-------- AVAILABLE RECORDS --------

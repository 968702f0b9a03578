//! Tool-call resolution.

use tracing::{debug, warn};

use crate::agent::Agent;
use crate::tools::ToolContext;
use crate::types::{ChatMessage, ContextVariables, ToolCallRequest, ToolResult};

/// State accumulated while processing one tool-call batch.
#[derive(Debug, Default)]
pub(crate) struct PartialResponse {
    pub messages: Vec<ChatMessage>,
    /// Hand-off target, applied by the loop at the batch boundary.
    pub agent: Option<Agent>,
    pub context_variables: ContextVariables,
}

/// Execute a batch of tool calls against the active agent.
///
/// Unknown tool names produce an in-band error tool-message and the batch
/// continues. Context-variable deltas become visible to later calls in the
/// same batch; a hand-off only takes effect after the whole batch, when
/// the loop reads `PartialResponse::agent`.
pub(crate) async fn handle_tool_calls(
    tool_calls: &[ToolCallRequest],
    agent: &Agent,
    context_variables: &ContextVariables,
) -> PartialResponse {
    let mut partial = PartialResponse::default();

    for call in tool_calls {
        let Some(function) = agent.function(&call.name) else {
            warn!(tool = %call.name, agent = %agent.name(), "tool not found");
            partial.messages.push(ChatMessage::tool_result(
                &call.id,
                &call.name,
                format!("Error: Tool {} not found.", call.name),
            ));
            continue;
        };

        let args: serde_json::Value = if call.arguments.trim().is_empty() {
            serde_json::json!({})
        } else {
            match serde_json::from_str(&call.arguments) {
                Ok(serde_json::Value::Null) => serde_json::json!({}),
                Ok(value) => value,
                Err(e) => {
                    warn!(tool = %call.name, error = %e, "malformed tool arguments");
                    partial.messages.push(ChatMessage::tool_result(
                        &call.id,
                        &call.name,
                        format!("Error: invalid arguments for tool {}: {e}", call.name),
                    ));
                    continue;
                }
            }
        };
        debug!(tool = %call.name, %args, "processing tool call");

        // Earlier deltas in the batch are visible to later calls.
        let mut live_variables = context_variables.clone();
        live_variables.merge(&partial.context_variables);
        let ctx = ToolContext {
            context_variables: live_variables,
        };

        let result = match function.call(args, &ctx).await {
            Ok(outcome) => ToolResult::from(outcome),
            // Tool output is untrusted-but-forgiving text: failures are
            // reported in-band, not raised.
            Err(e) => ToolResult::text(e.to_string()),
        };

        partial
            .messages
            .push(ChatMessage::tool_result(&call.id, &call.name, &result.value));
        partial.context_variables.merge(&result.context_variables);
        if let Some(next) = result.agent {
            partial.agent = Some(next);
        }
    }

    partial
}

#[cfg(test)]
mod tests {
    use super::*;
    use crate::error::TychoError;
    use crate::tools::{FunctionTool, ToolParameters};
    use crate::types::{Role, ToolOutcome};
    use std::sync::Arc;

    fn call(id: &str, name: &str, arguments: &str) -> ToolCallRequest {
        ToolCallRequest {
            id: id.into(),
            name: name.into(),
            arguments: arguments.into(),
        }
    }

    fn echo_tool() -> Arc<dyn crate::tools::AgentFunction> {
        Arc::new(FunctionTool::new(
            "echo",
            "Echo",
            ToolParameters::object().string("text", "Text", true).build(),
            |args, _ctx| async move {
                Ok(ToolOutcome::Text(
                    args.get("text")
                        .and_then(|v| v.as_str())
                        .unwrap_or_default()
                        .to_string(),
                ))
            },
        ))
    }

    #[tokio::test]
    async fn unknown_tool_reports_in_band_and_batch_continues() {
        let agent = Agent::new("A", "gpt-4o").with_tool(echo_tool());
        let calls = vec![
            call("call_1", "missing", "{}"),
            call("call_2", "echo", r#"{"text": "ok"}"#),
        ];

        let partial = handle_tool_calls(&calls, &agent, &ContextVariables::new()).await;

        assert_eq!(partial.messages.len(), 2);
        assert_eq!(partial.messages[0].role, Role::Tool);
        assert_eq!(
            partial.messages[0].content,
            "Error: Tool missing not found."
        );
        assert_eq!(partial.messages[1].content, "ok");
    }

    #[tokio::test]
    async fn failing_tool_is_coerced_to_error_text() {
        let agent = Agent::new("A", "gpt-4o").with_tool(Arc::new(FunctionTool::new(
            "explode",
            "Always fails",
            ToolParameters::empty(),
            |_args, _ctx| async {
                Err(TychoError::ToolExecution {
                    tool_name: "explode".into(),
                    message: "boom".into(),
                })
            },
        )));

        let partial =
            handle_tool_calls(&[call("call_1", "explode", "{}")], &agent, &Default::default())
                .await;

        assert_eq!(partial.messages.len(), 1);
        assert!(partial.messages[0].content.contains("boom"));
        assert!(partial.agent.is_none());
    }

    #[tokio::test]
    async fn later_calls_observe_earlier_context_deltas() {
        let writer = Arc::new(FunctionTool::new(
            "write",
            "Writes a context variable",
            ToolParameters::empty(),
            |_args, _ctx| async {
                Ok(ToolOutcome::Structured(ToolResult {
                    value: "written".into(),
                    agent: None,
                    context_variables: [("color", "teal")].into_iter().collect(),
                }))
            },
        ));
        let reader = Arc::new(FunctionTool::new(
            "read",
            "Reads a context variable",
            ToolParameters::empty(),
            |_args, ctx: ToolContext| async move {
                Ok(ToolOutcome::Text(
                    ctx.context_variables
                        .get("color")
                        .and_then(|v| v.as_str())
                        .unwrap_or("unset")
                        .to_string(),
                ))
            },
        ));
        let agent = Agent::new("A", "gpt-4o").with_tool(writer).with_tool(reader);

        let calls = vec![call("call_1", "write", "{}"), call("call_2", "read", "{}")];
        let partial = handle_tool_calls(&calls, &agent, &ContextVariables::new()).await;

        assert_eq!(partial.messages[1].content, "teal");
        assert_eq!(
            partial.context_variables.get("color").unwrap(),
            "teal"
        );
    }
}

--------
-------- AVAILABLE RECORDS --------

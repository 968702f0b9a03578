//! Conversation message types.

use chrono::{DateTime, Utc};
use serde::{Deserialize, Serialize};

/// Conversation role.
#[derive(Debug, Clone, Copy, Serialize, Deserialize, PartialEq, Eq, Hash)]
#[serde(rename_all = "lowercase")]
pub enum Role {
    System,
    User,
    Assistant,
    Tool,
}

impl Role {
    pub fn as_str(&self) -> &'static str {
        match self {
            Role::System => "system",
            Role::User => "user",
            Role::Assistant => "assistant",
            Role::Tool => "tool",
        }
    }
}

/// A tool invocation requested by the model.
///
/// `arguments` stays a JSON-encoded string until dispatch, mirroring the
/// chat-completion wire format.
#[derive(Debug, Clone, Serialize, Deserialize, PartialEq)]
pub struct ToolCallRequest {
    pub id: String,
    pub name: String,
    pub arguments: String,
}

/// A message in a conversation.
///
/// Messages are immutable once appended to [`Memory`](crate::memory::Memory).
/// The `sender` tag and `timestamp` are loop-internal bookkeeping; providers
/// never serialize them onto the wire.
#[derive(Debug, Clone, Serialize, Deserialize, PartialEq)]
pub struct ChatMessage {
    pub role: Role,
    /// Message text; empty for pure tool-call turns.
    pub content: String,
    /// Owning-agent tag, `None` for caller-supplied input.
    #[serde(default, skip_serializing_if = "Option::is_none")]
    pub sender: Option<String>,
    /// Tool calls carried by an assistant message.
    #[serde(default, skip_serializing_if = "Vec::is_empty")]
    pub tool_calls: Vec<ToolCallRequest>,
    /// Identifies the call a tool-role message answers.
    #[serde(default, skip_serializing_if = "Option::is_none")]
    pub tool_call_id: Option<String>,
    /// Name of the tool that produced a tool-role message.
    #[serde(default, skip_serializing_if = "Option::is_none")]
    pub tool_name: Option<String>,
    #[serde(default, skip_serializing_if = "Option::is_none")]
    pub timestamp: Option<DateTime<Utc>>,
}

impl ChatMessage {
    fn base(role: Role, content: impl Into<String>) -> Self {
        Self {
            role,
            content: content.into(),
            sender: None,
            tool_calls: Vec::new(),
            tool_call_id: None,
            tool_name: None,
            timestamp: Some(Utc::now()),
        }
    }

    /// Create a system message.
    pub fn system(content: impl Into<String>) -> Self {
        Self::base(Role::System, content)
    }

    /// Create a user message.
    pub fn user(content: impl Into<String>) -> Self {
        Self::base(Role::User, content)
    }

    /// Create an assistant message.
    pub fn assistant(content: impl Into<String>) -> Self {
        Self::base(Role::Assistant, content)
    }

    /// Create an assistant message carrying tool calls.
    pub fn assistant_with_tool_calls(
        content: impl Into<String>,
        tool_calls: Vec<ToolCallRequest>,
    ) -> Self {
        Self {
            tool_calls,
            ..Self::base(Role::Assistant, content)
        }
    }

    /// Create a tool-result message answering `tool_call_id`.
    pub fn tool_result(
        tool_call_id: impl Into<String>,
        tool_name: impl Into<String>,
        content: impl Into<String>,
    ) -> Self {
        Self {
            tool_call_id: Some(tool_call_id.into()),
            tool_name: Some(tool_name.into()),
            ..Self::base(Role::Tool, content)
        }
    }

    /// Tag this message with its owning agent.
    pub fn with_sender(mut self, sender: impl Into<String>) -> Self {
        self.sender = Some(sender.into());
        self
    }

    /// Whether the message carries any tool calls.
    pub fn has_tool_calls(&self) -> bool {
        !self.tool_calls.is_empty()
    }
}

--------

## PROMPT
If a line of the records above includes the word "ToolOutcome", count it; state the final number with no other words.

## REPLY
4